Q: What inspired you to create Cigar Aficionado magazine 30 years ago

Shanken: I went on a trip to Cuba in 1991 to do a cover story on Cuban cigars for Wine Spectator. It was one of the most exciting and memorable experiences of my life. On the airplane coming home, it just came into my head that I don’t want to die without having a cigar magazine. I never really thought through what it would be—although initially I was thinking of a newsletter. But I did want to have a publication specifically for the cigar lover, thinking that it was a small audience that I’d be catering to, but the people would be passionate, as I am, about cigars. When I came back, I talked to my team, I got them all in a room and I told them about my dream, my vision. Every person that was there said it was a lousy idea. There had never been a cigar magazine and I shouldn’t do it. I’d lose money, and I’d hurt my reputation. I rejected their consensus and decided I was going to do it. As time went on—as I shared the idea with more and more people, nobody really said to me, ‘great idea Marvin.’ I was a member of a YPO [Young Presidents’ Organization] and every month a different senior executive—there were 14 of us—would give a presentation and I decided I would present a mockup of the magazine. Every one of them said not to do it. Each man that was in the group was a cigar smoker, and every woman in the group said their husband was a cigar smoker. Some of them even had cigars in their briefcases that day. And I ended up reprimanding all of them, saying they’re not risk takers, and they don’t get it, and I was going to show them and demonstrate to them what an entrepreneur was all about.
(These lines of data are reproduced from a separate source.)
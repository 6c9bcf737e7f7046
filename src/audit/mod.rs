//! Operation history
//!
//! Every committed create, update and delete is appended to `audit.log` as a
//! JSON line with the document before and after the change.
//!
//! ```rust,ignore
//! let entry = AuditEntry::update(EntityType::Goal, goal.id.to_string(), Some(goal.name.clone()), &before, &goal)
//!     .by(&user.display_name);
//! storage.batch().set_goal(goal).audit(entry).commit()?;
//! ```

mod diff;
mod entry;
mod logger;

pub use diff::generate_diff;
pub use entry::{AuditEntry, EntityType, Operation};
pub use logger::AuditLogger;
Q: Even the cigar smokers didn’t think it was a good idea?

Shanken: They didn’t appreciate the passion that a cigar smoker has. Nor that there could be enough to support a magazine.

Q: Did any of this criticism make you question your decision?

Shanken: No, it made me angry. And I became more and more obsessed with coming out with it.

Q: Did you do any market research?

Shanken: Not really.

Q: Who were you writing for with this publication?

Shanken: Me. In all my publications, I always am trying to create a magazine cover-to-cover that will please me and turn me on. I was the target reader! Cute story: when Gordon Mott [former executive editor] was in your position, he would try and push me to do a cover on a certain category or individual and I would say ‘no, I’m not interested.’ He would try to convince me, and I would say, ‘Gordon, if you want that person on the cover start your own fucking magazine.’ You were there, right?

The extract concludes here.